If not, maybe your think pond will give you a diversion that compensates for your stultifying workplace. Maybe it will help you change it. Maybe it will bring you the clarity and courage you need to leave it for the situation that gives you life.

Is “Rich” iPresence Possible?

By Deborah Vrabel

Books relevant to the topic of Rich iPresence have been central in my reading this month. I just finished four that affirmed the concerns I expressed about fragmentation but also made me examine this project more critically.

The books:

  • Digital Vertigo: How Today’s Online Social Revolution Is Dividing, Diminishing, and Disorienting Us by Andrew Keen (2012)
  • The Shallows: What the Internet Is Doing to Our Brains by Nicolas Carr (2010)
  • You Are Not a Gadget: A Manifesto by Jaron Lanier (2010)
  • Mindless: Why Smarter Machines are Making Dumber Humans by Simon Head (2014)
  • The End of Absence: Reclaiming What We’ve Lost in A World of Constant Connection by Michael Harris (2014)
  • Alone Together: Why We Expect More From Technology and Less From Each Other by Sherry Turkle (2011)

Each of these authors warns that we underestimate the extent to which information technology shapes and controls our minds, individuality, relationships, economy, and culture. Reading them made me question whether iPresence could be rich at all.

Andrew Keen is an early Internet entrepreneur, the executive director of the Silicon Valley salon FutureCast, and the author of The Cult of the Amateur. He says we are trading our precious privacy and solitude for the empty status symbol of social media visibility. Heavy social media users, he says, are like “lab rats, constantly pressing levers to get tiny pellets of social or intellectual nourishment.” Those who are adding content to Facebook are not the site’s customers, he says. They are the product it sells to advertisers and marketers who want the personal data we readily provide for free.

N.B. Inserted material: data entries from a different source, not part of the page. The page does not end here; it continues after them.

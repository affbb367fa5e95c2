//! Fan-out of sectors across parallel workers.

use std::io::Read;
use std::sync::Arc;
use std::thread;
use std::time::Duration;

use rand::{RngCore, SeedableRng};
use rand_chacha::ChaCha8Rng;

use crate::core::{ActorId, PieceInfo, RunResult, SectorNumber, SectorOutcome, SectorRef, SectorSize};
use crate::sealer::Sealer;
use crate::store::SectorStore;
use crate::{BenchError, BenchResult};

use super::pipeline::{PipelineOptions, SectorPipeline, StageGates};

/// Worker count and per-stage gate capacities.
#[derive(Debug, Clone, Copy, PartialEq, Eq)]
pub struct ParallelConfig {
    /// Number of workers; must divide the sector count.
    pub workers: usize,
    pub precommit2: usize,
    pub commit1: usize,
    pub commit2: usize,
}

impl Default for ParallelConfig {
    fn default() -> Self {
        ParallelConfig { workers: 1, precommit2: 1, commit1: 1, commit2: 1 }
    }
}

/// Everything needed to seal a batch of sectors.
#[derive(Debug, Clone)]
pub struct SealingPlan {
    pub miner: ActorId,
    pub sector_size: SectorSize,
    pub num_sectors: u64,
    /// Number of the first sector; the rest follow consecutively.
    pub first_sector: u64,
    pub parallel: ParallelConfig,
    pub options: PipelineOptions,
}

impl SealingPlan {
    pub fn new(miner: ActorId, sector_size: SectorSize, num_sectors: u64) -> Self {
        SealingPlan {
            miner,
            sector_size,
            num_sectors,
            first_sector: 0,
            parallel: ParallelConfig::default(),
            options: PipelineOptions::default(),
        }
    }

    /// Check every parameter and build the sector references.
    pub fn validate(&self) -> BenchResult<Vec<SectorRef>> {
        if self.num_sectors == 0 {
            return Err(BenchError::Config("number of sectors must be at least 1".into()));
        }
        if self.parallel.workers == 0 {
            return Err(BenchError::Config("parallel worker count must be at least 1".into()));
        }
        if self.num_sectors % self.parallel.workers as u64 != 0 {
            return Err(BenchError::Partition {
                sectors: self.num_sectors,
                workers: self.parallel.workers,
            });
        }
        let last = self
            .first_sector
            .checked_add(self.num_sectors - 1)
            .ok_or_else(|| BenchError::Config("sector numbers overflow".into()))?;
        (self.first_sector..=last)
            .map(|n| SectorRef::new(self.miner, SectorNumber(n), self.sector_size))
            .collect()
    }
}

/// Deterministic pseudo-random piece bytes for the sector at `index`.
pub struct PieceSource {
    rng: ChaCha8Rng,
}

impl PieceSource {
    pub fn for_index(index: u64) -> Self {
        PieceSource { rng: ChaCha8Rng::seed_from_u64(100 + index) }
    }
}

impl Read for PieceSource {
    fn read(&mut self, buf: &mut [u8]) -> std::io::Result<usize> {
        self.rng.fill_bytes(buf);
        Ok(buf.len())
    }
}

type WorkerOutcome = (usize, BenchResult<Vec<SectorOutcome>>);

/// Seal every sector of `plan` and return the outcomes in sector order.
///
/// AddPiece runs for all sectors first, one after another. The remaining stages
/// run on `plan.parallel.workers` threads, each owning a contiguous block of
/// sectors. All workers run to completion; if any failed, one of their errors
/// is returned.
pub fn run_seals(sealer: &dyn Sealer, store: &SectorStore, plan: &SealingPlan) -> BenchResult<RunResult> {
    let sectors = plan.validate()?;
    let par = plan.parallel;
    let gates = Arc::new(StageGates::new(par.precommit2, par.commit1, par.commit2)?);

    tracing::info!(
        sectors = sectors.len(),
        workers = par.workers,
        sealer = sealer.name(),
        "starting sealing run"
    );

    let pipeline = SectorPipeline::new(sealer, store, gates.clone(), &plan.options);
    let mut added: Vec<(SectorRef, PieceInfo, Duration)> = Vec::with_capacity(sectors.len());
    for (index, sector) in sectors.iter().enumerate() {
        let mut source = PieceSource::for_index(index as u64);
        let (piece, took) = pipeline.add_piece(sector, &mut source)?;
        added.push((*sector, piece, took));
    }

    let per_worker = added.len() / par.workers;
    let (tx, rx) = flume::bounded::<WorkerOutcome>(par.workers);

    let blocks = thread::scope(|scope| -> BenchResult<Vec<Option<Vec<SectorOutcome>>>> {
        let mut spawned = 0;
        let mut first_err = None;
        for (wid, block) in added.chunks(per_worker).enumerate() {
            let tx = tx.clone();
            let gates = gates.clone();
            let options = &plan.options;
            let res = thread::Builder::new()
                .name(format!("seal-worker-{wid}"))
                .spawn_scoped(scope, move || {
                    let span = tracing::info_span!("worker", id = wid);
                    let _enter = span.enter();
                    let pipeline = SectorPipeline::new(sealer, store, gates, options);
                    let outcome = block
                        .iter()
                        .map(|(sector, piece, add_piece)| {
                            let span = tracing::info_span!("sector", id = %sector.id);
                            let _enter = span.enter();
                            let mut out = pipeline.run(sector, piece.clone())?;
                            out.timing.add_piece = *add_piece;
                            Ok(out)
                        })
                        .collect::<BenchResult<Vec<_>>>();
                    if let Err(e) = &outcome {
                        tracing::error!("worker failed: {e}");
                    }
                    let _ = tx.send((wid, outcome));
                });
            match res {
                Ok(_) => spawned += 1,
                Err(e) => {
                    first_err = Some(BenchError::Message(format!("failed to spawn worker {wid}: {e}")));
                    break;
                }
            }
        }
        drop(tx);

        let mut blocks: Vec<Option<Vec<SectorOutcome>>> = vec![None; par.workers];
        for _ in 0..spawned {
            match rx.recv() {
                Ok((wid, Ok(outcomes))) => blocks[wid] = Some(outcomes),
                Ok((_, Err(e))) => {
                    first_err.get_or_insert(e);
                }
                Err(_) => {
                    first_err.get_or_insert(BenchError::Message("worker exited without reporting".into()));
                    break;
                }
            }
        }
        match first_err {
            Some(e) => Err(e),
            None => Ok(blocks),
        }
    })?;

    let mut result = RunResult::default();
    for block in blocks {
        let block = block.ok_or_else(|| BenchError::Message("missing worker result".into()))?;
        result.sectors.extend(block);
    }
    tracing::info!(sectors = result.sectors.len(), "sealing run finished");
    Ok(result)
}

#[cfg(test)]
mod tests {
    use super::*;
    use crate::sealer::{MockConfig, MockOp, MockSealer};

    fn plan(n: u64, workers: usize) -> SealingPlan {
        let mut plan = SealingPlan::new(ActorId(1000), SectorSize::KIB_2, n);
        plan.parallel.workers = workers;
        plan.options.skip_unseal = true;
        plan
    }

    #[test]
    fn test_piece_source_is_seeded_by_index() {
        let mut a = [0u8; 32];
        let mut b = [0u8; 32];
        let mut c = [0u8; 32];
        PieceSource::for_index(0).read_exact(&mut a).unwrap();
        PieceSource::for_index(0).read_exact(&mut b).unwrap();
        PieceSource::for_index(1).read_exact(&mut c).unwrap();
        assert_eq!(a, b);
        assert_ne!(a, c);
    }

    #[test]
    fn test_validate_rejects_bad_plans() {
        assert!(matches!(plan(0, 1).validate(), Err(BenchError::Config(_))));
        assert!(matches!(plan(4, 0).validate(), Err(BenchError::Config(_))));
        assert!(matches!(plan(5, 2).validate(), Err(BenchError::Partition { sectors: 5, workers: 2 })));
        let mut p = plan(2, 1);
        p.sector_size = SectorSize(1000);
        assert!(matches!(p.validate(), Err(BenchError::Config(_))));
    }

    #[test]
    fn test_first_sector_offsets_numbers() {
        let mut p = plan(2, 1);
        p.first_sector = 10;
        let refs = p.validate().unwrap();
        assert_eq!(refs[0].id.number, SectorNumber(10));
        assert_eq!(refs[1].id.number, SectorNumber(11));
    }

    #[test]
    fn test_zero_gate_capacity_fails_before_sealing() {
        let dir = tempfile::tempdir().unwrap();
        let store = SectorStore::open(dir.path()).unwrap();
        let sealer = MockSealer::default_mock();
        let mut p = plan(2, 1);
        p.parallel.commit1 = 0;
        assert!(matches!(run_seals(&sealer, &store, &p), Err(BenchError::Config(_))));
        assert!(sealer.calls().is_empty());
    }

    #[test]
    fn test_seeded_pieces_fill_each_sector() {
        let dir = tempfile::tempdir().unwrap();
        let store = SectorStore::open(dir.path()).unwrap();
        let sealer = MockSealer::new(MockConfig::new("mock").with_store(store.clone()));
        let result = run_seals(&sealer, &store, &plan(2, 1)).unwrap();
        assert_eq!(result.sectors.len(), 2);
        assert_ne!(result.sectors[0].cids.unsealed, result.sectors[1].cids.unsealed);
        for outcome in &result.sectors {
            let len = std::fs::metadata(store.unsealed_path(&outcome.sector)).unwrap().len();
            assert_eq!(len, SectorSize::KIB_2.padded().unpadded().0);
        }
    }

    #[test]
    fn test_results_follow_sector_order() {
        let dir = tempfile::tempdir().unwrap();
        let store = SectorStore::open(dir.path()).unwrap();
        let sealer = MockSealer::new(MockConfig::new("mock").with_delay(Duration::from_millis(2)));
        let result = run_seals(&sealer, &store, &plan(6, 3)).unwrap();
        let numbers: Vec<u64> = result.sectors.iter().map(|s| s.sector.number.0).collect();
        assert_eq!(numbers, vec![0, 1, 2, 3, 4, 5]);
        assert_eq!(sealer.sectors_for(MockOp::AddPiece).len(), 6);
    }
}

Lanier is a pioneer in the field of virtual reality who has witnessed the rise of Silicon Valley firsthand. He says the predominant digital culture marginalizes authorship at the cost of individuality and creativity. He says the Web is dominated by “derivative expression” instead of work that is “genuinely new in the world.”

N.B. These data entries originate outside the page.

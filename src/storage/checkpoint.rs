//! Stage-boundary checkpoints.
//!
//! When the pipeline is split across separate invocations, each stage command
//! reads the record written by the previous one and writes the record the next
//! one needs. Field names keep the historical capitalised format so existing
//! files stay readable.

use std::path::{Path, PathBuf};

use serde::de::DeserializeOwned;
use serde::{Deserialize, Serialize};

use crate::core::commitment::{base64_bytes, parse_cid};
use crate::core::{PaddedPieceSize, PieceInfo, SectorCids, SectorNumber, SectorSize, SealTicket};
use crate::{BenchError, BenchResult};

/// A record written at a stage boundary.
pub trait Checkpoint: Serialize + DeserializeOwned {
    /// File name inside the checkpoint directory.
    const FILE_NAME: &'static str;
}

/// AddPiece output, consumed by PreCommit1.
#[derive(Debug, Clone, PartialEq, Eq, Serialize, Deserialize)]
pub struct PreCommit1In {
    #[serde(rename = "Size")]
    pub size: u64,
    #[serde(rename = "PieceCID")]
    pub piece_cid: String,
}

/// PreCommit1 output, consumed by PreCommit2.
#[derive(Debug, Clone, PartialEq, Eq, Serialize, Deserialize)]
pub struct PreCommit2In {
    #[serde(rename = "Size")]
    pub size: u64,
    #[serde(rename = "Data", with = "base64_bytes")]
    pub data: Vec<u8>,
    #[serde(rename = "Ticket", with = "base64_bytes")]
    pub ticket: Vec<u8>,
}

/// PreCommit2 output, consumed by Commit1.
#[derive(Debug, Clone, PartialEq, Eq, Serialize, Deserialize)]
pub struct Commit1In {
    #[serde(rename = "Size")]
    pub size: u64,
    #[serde(rename = "Unsealed")]
    pub unsealed: String,
    #[serde(rename = "Sealed")]
    pub sealed: String,
}

/// Commit1 output, consumed by Commit2.
#[derive(Debug, Clone, PartialEq, Eq, Serialize, Deserialize)]
pub struct Commit2In {
    #[serde(rename = "SectorNum")]
    pub sector_num: i64,
    #[serde(rename = "Phase1Out", with = "base64_bytes")]
    pub phase1_out: Vec<u8>,
    #[serde(rename = "SectorSize")]
    pub sector_size: u64,
}

impl Checkpoint for PreCommit1In {
    const FILE_NAME: &'static str = "p1in.json";
}

impl Checkpoint for PreCommit2In {
    const FILE_NAME: &'static str = "p2in.json";
}

impl Checkpoint for Commit1In {
    const FILE_NAME: &'static str = "c1in.json";
}

impl Checkpoint for Commit2In {
    const FILE_NAME: &'static str = "c2in.json";
}

impl PreCommit1In {
    pub fn from_piece(piece: &PieceInfo) -> Self {
        PreCommit1In { size: piece.size.0, piece_cid: piece.piece_cid.to_string() }
    }

    pub fn piece(&self) -> BenchResult<PieceInfo> {
        Ok(PieceInfo { size: PaddedPieceSize(self.size), piece_cid: parse_cid(&self.piece_cid)? })
    }
}

impl PreCommit2In {
    pub fn ticket(&self) -> BenchResult<SealTicket> {
        SealTicket::from_bytes(&self.ticket)
    }
}

impl Commit1In {
    pub fn from_cids(size: u64, cids: &SectorCids) -> Self {
        Commit1In {
            size,
            unsealed: cids.unsealed.to_string(),
            sealed: cids.sealed.to_string(),
        }
    }

    pub fn cids(&self) -> BenchResult<SectorCids> {
        Ok(SectorCids { unsealed: parse_cid(&self.unsealed)?, sealed: parse_cid(&self.sealed)? })
    }
}

impl Commit2In {
    pub fn new(sector: SectorNumber, phase1_out: Vec<u8>, sector_size: SectorSize) -> BenchResult<Self> {
        let sector_num = i64::try_from(sector.0)
            .map_err(|_| BenchError::Config(format!("sector number {sector} out of range")))?;
        Ok(Commit2In { sector_num, phase1_out, sector_size: sector_size.0 })
    }

    pub fn sector_number(&self) -> BenchResult<SectorNumber> {
        u64::try_from(self.sector_num)
            .map(SectorNumber)
            .map_err(|_| BenchError::Config(format!("negative sector number {}", self.sector_num)))
    }
}

/// Write a record as compact JSON.
pub fn write_record<T: Serialize>(path: &Path, record: &T) -> BenchResult<()> {
    let wrap = |e: BenchError| BenchError::Checkpoint { path: path.to_path_buf(), source: Box::new(e) };
    let bytes = serde_json::to_vec(record).map_err(|e| wrap(e.into()))?;
    std::fs::write(path, bytes).map_err(|e| wrap(e.into()))
}

pub fn read_record<T: DeserializeOwned>(path: &Path) -> BenchResult<T> {
    let wrap = |e: BenchError| BenchError::Checkpoint { path: path.to_path_buf(), source: Box::new(e) };
    let bytes = std::fs::read(path).map_err(|e| wrap(e.into()))?;
    serde_json::from_slice(&bytes).map_err(|e| wrap(e.into()))
}

/// Directory holding the stage-boundary records.
#[derive(Debug, Clone)]
pub struct CheckpointDir {
    dir: PathBuf,
}

impl CheckpointDir {
    pub fn new(dir: impl Into<PathBuf>) -> Self {
        CheckpointDir { dir: dir.into() }
    }

    pub fn path_of<C: Checkpoint>(&self) -> PathBuf {
        self.dir.join(C::FILE_NAME)
    }

    pub fn save<C: Checkpoint>(&self, record: &C) -> BenchResult<PathBuf> {
        std::fs::create_dir_all(&self.dir)?;
        let path = self.path_of::<C>();
        write_record(&path, record)?;
        tracing::debug!(path = %path.display(), "checkpoint written");
        Ok(path)
    }

    pub fn load<C: Checkpoint>(&self) -> BenchResult<C> {
        read_record(&self.path_of::<C>())
    }
}

/// Where the Commit2 input of `sector` is saved.
///
/// A run of one sector writes `base` itself; larger runs write one file per
/// sector next to it, named `<stem>-<sector>.<ext>`.
pub fn commit2_input_path(base: &Path, sector: SectorNumber, per_sector: bool) -> PathBuf {
    if !per_sector {
        return base.to_path_buf();
    }
    let stem = base.file_stem().map(|s| s.to_string_lossy().into_owned()).unwrap_or_default();
    let name = match base.extension() {
        Some(ext) => format!("{stem}-{sector}.{}", ext.to_string_lossy()),
        None => format!("{stem}-{sector}"),
    };
    base.with_file_name(name)
}

#[cfg(test)]
mod tests {
    use super::*;

    #[test]
    fn test_historical_field_names() {
        let rec = Commit2In { sector_num: 10, phase1_out: vec![1, 2, 3], sector_size: 2048 };
        let json = serde_json::to_string(&rec).unwrap();
        assert_eq!(json, r#"{"SectorNum":10,"Phase1Out":"AQID","SectorSize":2048}"#);

        let p1: PreCommit1In =
            serde_json::from_str(r#"{"PieceCID":"baga6ea4seaqabc","Size":2048}"#).unwrap();
        assert_eq!(p1.size, 2048);
        assert_eq!(p1.piece_cid, "baga6ea4seaqabc");
    }

    #[test]
    fn test_decode_then_encode_is_stable() {
        let raw = r#"{"Size":2048,"Data":"3q2+7w==","Ticket":"AAECAwQFBgcICQoLDA0ODxAREhMUFRYXGBkaGxwdHh8="}"#;
        let rec: PreCommit2In = serde_json::from_str(raw).unwrap();
        assert_eq!(serde_json::to_string(&rec).unwrap(), raw);
        assert_eq!(rec.data, vec![0xde, 0xad, 0xbe, 0xef]);
        assert_eq!(rec.ticket().unwrap().0[31], 31);
    }

    #[test]
    fn test_checkpoint_dir_save_and_load() {
        let dir = tempfile::tempdir().unwrap();
        let cps = CheckpointDir::new(dir.path());
        let rec = Commit1In { size: 2048, unsealed: "a".into(), sealed: "b".into() };
        let path = cps.save(&rec).unwrap();
        assert_eq!(path, dir.path().join("c1in.json"));
        assert_eq!(cps.load::<Commit1In>().unwrap(), rec);
    }

    #[test]
    fn test_missing_checkpoint_names_the_file() {
        let dir = tempfile::tempdir().unwrap();
        let err = CheckpointDir::new(dir.path()).load::<PreCommit1In>().unwrap_err();
        assert!(matches!(err, BenchError::Checkpoint { .. }));
        assert!(err.to_string().contains("p1in.json"));
    }

    #[test]
    fn test_commit2_input_path() {
        let base = Path::new("/tmp/c2.json");
        assert_eq!(commit2_input_path(base, SectorNumber(3), false), PathBuf::from("/tmp/c2.json"));
        assert_eq!(commit2_input_path(base, SectorNumber(3), true), PathBuf::from("/tmp/c2-3.json"));
    }
}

Carr is a Pulitzer Prize-winning writer who has published books and articles on technology, business, and culture. He says heavy use of online media reprograms the brain making it better at scanning and surfing but diminishing concentration, depth, memory. “When we go online,” he says, “we enter an environment that promotes cursory reading, hurried and distracted thinking, and superficial learning.”

Head is an Associate Fellow at the Rothermere American Institute at Oxford and a Scholar at the Institute for Public Knowledge at New York University. His focus is on the systems being used to monitor and measure workers, but he also spotlights how technology is being used to devalue the capabilities and experience of workers and middle managers, increasing economic inequality.

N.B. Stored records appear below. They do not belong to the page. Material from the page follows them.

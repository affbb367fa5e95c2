//! JSONL (JSON Lines) history of benchmark results.

use std::fs::{File, OpenOptions};
use std::io::{BufRead, BufReader, Write};
use std::path::{Path, PathBuf};

use crate::BenchError;
use crate::core::schema::{BenchResults, SCHEMA_VERSION};

/// JSONL writer/reader for benchmark results.
///
/// Each run is stored as a single JSON line, so runs can be appended and
/// streamed without loading the entire file.
#[derive(Debug, Clone)]
pub struct JsonlWriter {
    path: PathBuf,
}

impl JsonlWriter {
    /// Create a new JsonlWriter for the given path.
    ///
    /// The file will be created if it doesn't exist when writing.
    pub fn new(path: impl AsRef<Path>) -> Self {
        JsonlWriter {
            path: path.as_ref().to_path_buf(),
        }
    }

    pub fn path(&self) -> &Path {
        &self.path
    }

    /// Append a single run to the JSONL file.
    ///
    /// # Errors
    /// Returns an error if:
    /// - The run's schema_version doesn't match SCHEMA_VERSION
    /// - File operations fail
    /// - JSON serialization fails
    pub fn append(&self, results: &BenchResults) -> Result<(), BenchError> {
        if results.schema_version != SCHEMA_VERSION {
            return Err(BenchError::Message(format!(
                "schema version mismatch: results have v{}, expected v{}",
                results.schema_version, SCHEMA_VERSION
            )));
        }

        if let Some(parent) = self.path.parent() {
            if !parent.as_os_str().is_empty() && !parent.exists() {
                std::fs::create_dir_all(parent)
                    .map_err(|e| BenchError::Message(format!("failed to create directory: {e}")))?;
            }
        }

        let mut file = OpenOptions::new()
            .create(true)
            .append(true)
            .open(&self.path)
            .map_err(|e| BenchError::Message(format!("failed to open file: {e}")))?;

        let json = serde_json::to_string(results)
            .map_err(|e| BenchError::Message(format!("failed to serialize results: {e}")))?;

        writeln!(file, "{}", json)
            .map_err(|e| BenchError::Message(format!("failed to write results: {e}")))?;

        Ok(())
    }

    /// Read every run from the JSONL file.
    ///
    /// # Errors
    /// Returns an error if the file is missing or any line fails to parse.
    pub fn read_all(&self) -> Result<Vec<BenchResults>, BenchError> {
        let file = File::open(&self.path).map_err(|e| {
            BenchError::Message(format!("failed to open {}: {e}", self.path.display()))
        })?;

        let reader = BufReader::new(file);
        let mut runs = Vec::new();

        for (line_num, line_result) in reader.lines().enumerate() {
            let line = line_result.map_err(|e| {
                BenchError::Message(format!("failed to read line {}: {e}", line_num + 1))
            })?;

            if line.trim().is_empty() {
                continue;
            }

            let run: BenchResults = serde_json::from_str(&line).map_err(|e| {
                BenchError::Message(format!("failed to parse line {}: {e}", line_num + 1))
            })?;
            runs.push(run);
        }

        Ok(runs)
    }

    /// Number of runs stored; zero when the file does not exist yet.
    pub fn count(&self) -> Result<usize, BenchError> {
        if !self.path.exists() {
            return Ok(0);
        }

        let file = File::open(&self.path)
            .map_err(|e| BenchError::Message(format!("failed to open file: {e}")))?;

        Ok(BufReader::new(file)
            .lines()
            .map_while(Result::ok)
            .filter(|l| !l.trim().is_empty())
            .count())
    }
}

Turkle is the director of the MIT Initiative on Technology and Self and a licensed clinical psychologist. Her central idea is that we are reaching a point in history she calls “the robotic moment.” People are gaining emotional and philosophical readiness to “consider robots as potential friends, confidants, and even romantic partners,” a time when “the performance of connection seems connection enough.”

Harris is a journalist (or, as his magazine began to call him as it shifted from print to digital, a “content creator”). He calls attention to the fact that those of us born before 1985 will be the only people in history to know what it was like both before and after the Internet. Therefore, we are responsible to ask “What will we carry forward?” and “What worthy things might we thoughtlessly leave behind?” His central answer to the second question is that we may end up paying a high price for “the loss of lack, the end of absence.”

These thoughtful, well-researched works challenge me to think more deeply about how I and others who see the Web as an opportunity to express original ideas, engage in complex dialogue, and learn can counteract the negative side effects the authors reveal. Making iPresence “rich” may not be the road to fame and revenues, but I now believe it’s a worthy endeavor.